I am trying to transmit strings over the iridium network, and the costs of sending data is pretty large. I am wondering if there is a way to compress a large string, for example: {"packet":01,"reporting time":1500, "altitude":6500,"latitude":0,"longitude": 0,"ballast":34,"parachute":0}

into a much smaller string, like: f5fk43d2 . The process must be reversible, so that the data can be decoded and read on the other end. Is this possible, if so, how would I go about doing this.

I have tried this answer by j.w.r: Shortening a string in Java , however it seems irreversible. It does convert a large string into a smaller one.

The process must result in a string smaller than the original.

Any help is appreciated!

Hag answered 26/12, 2018 at 1:1 Comment(5)

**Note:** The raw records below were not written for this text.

//! Landmark frames from an external estimator.
//!
//! The estimator runs out of process and writes one JSON object per camera
//! frame:
//!
//! ```json
//! {"hands":[{"label":"Right","points":[[312,240],[318,221], ...]}]}
//! ```
//!
//! Points are camera pixels in anatomical order. Fractional pixels are rounded.

use log::debug;
use serde::Deserialize;
use serde::de::Error as _;
use std::{
    fs::File,
    io::{self, BufRead, BufReader},
};
use thiserror::Error;

use crate::geometry::Point;
use crate::landmarks::{FrameHands, Hand, HandLandmarks};

#[derive(Debug, Error)]
pub enum SourceError {
    #[error("cannot open landmark source {path}: {source}")]
    Open {
        path: String,
        #[source]
        source: io::Error,
    },
    #[error("landmark source read failed: {0}")]
    Io(#[from] io::Error),
    #[error("landmark source line {line}: {message}")]
    Parse { line: usize, message: String },
}

pub trait LandmarkSource {
    /// Next frame, or `Ok(None)` at end of stream.
    fn next_frame(&mut self) -> Result<Option<FrameHands>, SourceError>;
}

#[derive(Debug, Deserialize)]
struct WireFrame {
    #[serde(default)]
    hands: Vec<WireHand>,
}

#[derive(Debug, Deserialize)]
struct WireHand {
    label: String,
    points: Vec<[f64; 2]>,
}

/// Largest coordinate magnitude accepted from the wire. Anything beyond is
/// a corrupt frame, not a camera pixel.
pub const MAX_COORD: f64 = 1e6;

/// Parses one wire line. Unknown side labels are skipped and a second hand
/// for an already-seen side is ignored.
pub fn parse_frame(line: &str) -> Result<FrameHands, serde_json::Error> {
    let wire: WireFrame = serde_json::from_str(line)?;
    let mut frame = FrameHands::new();
    for hand in wire.hands {
        let Some(side) = Hand::from_label(&hand.label) else {
            debug!("skipping hand with unknown label {:?}", hand.label);
            continue;
        };
        if let Some([x, y]) = hand
            .points
            .iter()
            .find(|p| p.iter().any(|v| !v.is_finite() || v.abs() > MAX_COORD))
        {
            return Err(serde_json::Error::custom(format!(
                "{} hand point [{x}, {y}] out of range",
                hand.label
            )));
        }
        let points = hand
            .points
            .iter()
            .map(|[x, y]| Point::new(x.round() as i32, y.round() as i32))
            .collect();
        if !frame.insert(side, HandLandmarks::new(points)) {
            debug!("ignoring duplicate {side} hand");
        }
    }
    Ok(frame)
}

pub struct JsonLinesSource {
    reader: Box<dyn BufRead + Send>,
    line: usize,
    buf: String,
}

impl JsonLinesSource {
    /// Opens a file or FIFO; `-` reads stdin.
    pub fn open(path: &str) -> Result<Self, SourceError> {
        if path == "-" {
            return Ok(Self::from_reader(BufReader::new(io::stdin())));
        }
        let file = File::open(path).map_err(|source| SourceError::Open {
            path: path.to_string(),
            source,
        })?;
        Ok(Self::from_reader(BufReader::new(file)))
    }

    pub fn from_reader<R: BufRead + Send + 'static>(reader: R) -> Self {
        Self {
            reader: Box::new(reader),
            line: 0,
            buf: String::new(),
        }
    }

    /// Lines consumed so far.
    pub fn line(&self) -> usize {
        self.line
    }
}

impl LandmarkSource for JsonLinesSource {
    fn next_frame(&mut self) -> Result<Option<FrameHands>, SourceError> {
        loop {
            self.buf.clear();
            if self.reader.read_line(&mut self.buf)? == 0 {
                return Ok(None);
            }
            self.line += 1;
            let text = self.buf.trim();
            if text.is_empty() {
                continue;
            }
            return parse_frame(text).map(Some).map_err(|e| SourceError::Parse {
                line: self.line,
                message: e.to_string(),
            });
        }
    }
}

#[cfg(test)]
mod tests {
    use super::*;
    use std::io::Cursor;

    fn hand_json(label: &str, n: usize) -> String {
        let pts: Vec<String> = (0..n).map(|i| format!("[{i},{}]", i * 2)).collect();
        format!(r#"{{"label":"{label}","points":[{}]}}"#, pts.join(","))
    }

    fn source(text: String) -> JsonLinesSource {
        JsonLinesSource::from_reader(Cursor::new(text.into_bytes()))
    }

    #[test]
    fn reads_frames_and_skips_blank_lines() {
        let text = format!(
            "{{\"hands\":[{}]}}\n\n{{\"hands\":[]}}\n",
            hand_json("Right", 21)
        );
        let mut src = source(text);
        let f = src.next_frame().unwrap().unwrap();
        let right = f.right.unwrap();
        assert!(right.is_complete());
        assert_eq!(right.get(20), Some(Point::new(20, 40)));
        assert!(f.left.is_none());

        let f = src.next_frame().unwrap().unwrap();
        assert!(f.is_empty());
        assert!(src.next_frame().unwrap().is_none());
        assert_eq!(src.line(), 3);
    }

    #[test]
    fn labels_are_case_insensitive_and_unknown_skipped() {
        let line = format!(
            "{{\"hands\":[{},{},{}]}}",
            hand_json("LEFT", 21),
            hand_json("middle", 21),
            hand_json("left", 5)
        );
        let f = parse_frame(&line).unwrap();
        assert_eq!(f.left.unwrap().points().len(), 21);
        assert!(f.right.is_none());
    }

    #[test]
    fn short_hands_are_kept() {
        let f = parse_frame(&format!("{{\"hands\":[{}]}}", hand_json("right", 7))).unwrap();
        assert!(!f.right.unwrap().is_complete());
    }

    #[test]
    fn fractional_points_round() {
        let f = parse_frame(r#"{"hands":[{"label":"Right","points":[[1.6,2.4]]}]}"#).unwrap();
        assert_eq!(f.right.unwrap().get(0), Some(Point::new(2, 2)));
    }

    #[test]
    fn parse_error_reports_line() {
        let mut src = source("{\"hands\":[]}\n{not json\n".to_string());
        src.next_frame().unwrap();
        match src.next_frame() {
            Err(SourceError::Parse { line, .. }) => assert_eq!(line, 2),
            other => panic!("expected parse error, got {other:?}"),
        }
    }

    #[test]
    fn huge_coordinates_are_a_parse_error() {
        let mut pts = vec!["[300,300]".to_string(); 21];
        pts[3] = "[-1e12,0]".into();
        pts[4] = "[1e12,0]".into();
        let line = format!(
            r#"{{"hands":[{{"label":"Right","points":[{}]}}]}}"#,
            pts.join(",")
        );
        let err = parse_frame(&line).unwrap_err();
        assert!(err.to_string().contains("out of range"), "{err}");

        let mut src = source(format!("{line}\n{{\"hands\":[]}}\n"));
        assert!(matches!(src.next_frame(), Err(SourceError::Parse { line: 1, .. })));
        assert!(src.next_frame().unwrap().unwrap().is_empty());
    }

    #[test]
    fn coordinates_at_the_limit_are_kept() {
        let f = parse_frame(r#"{"hands":[{"label":"left","points":[[1000000,-1000000]]}]}"#).unwrap();
        assert_eq!(f.left.unwrap().get(0), Some(Point::new(1_000_000, -1_000_000)));
    }

    #[test]
    fn missing_file_is_open_error() {
        let err = JsonLinesSource::open("/nonexistent/handctl/frames.jsonl").err().unwrap();
        assert!(matches!(err, SourceError::Open { .. }));
    }
}
fn main() -> anyhow::Result<()> {
    handctl::logging::init();
    handctl::cli::run()
}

You could look at a common compression scheme like deflate (used for .zip files) which has an implementation in Java’s standard libraries (Deflater) – Sulfonmethane 26/12, 2018 at 1:8

Have you considered using something like MessagePack? Or maybe just simply compressing the text through a zip compression and converting it to base64? – Staphylo 26/12, 2018 at 1:9

CBOR could be an option. And then base64 it if you don't want to send binary – Dive 26/12, 2018 at 1:10

If you had a limited number of possible values for the parts in quotes, and also knew that the parts after each colon was a number within a certain range; then you could take advantage of that to express this in a shorter string. – Crannog 26/12, 2018 at 1:35

Something I did was convert the string to a zip stream, and convert the bytes back into base64 string. Then can convert back to bytes, unzip, and there's your string. I did that in C# though :( no java code. I also added a param "max length" so an exception is thrown if I went over the length string I wanted. – Webb 13/12, 2022 at 21:31

C

0

{"packet":01,"reporting time":1500, "altitude":6500,"latitude":0,"longitude": 0,"ballast":34,"parachute":0}

compresses to 01,1500,65000,0,34,0 effortless.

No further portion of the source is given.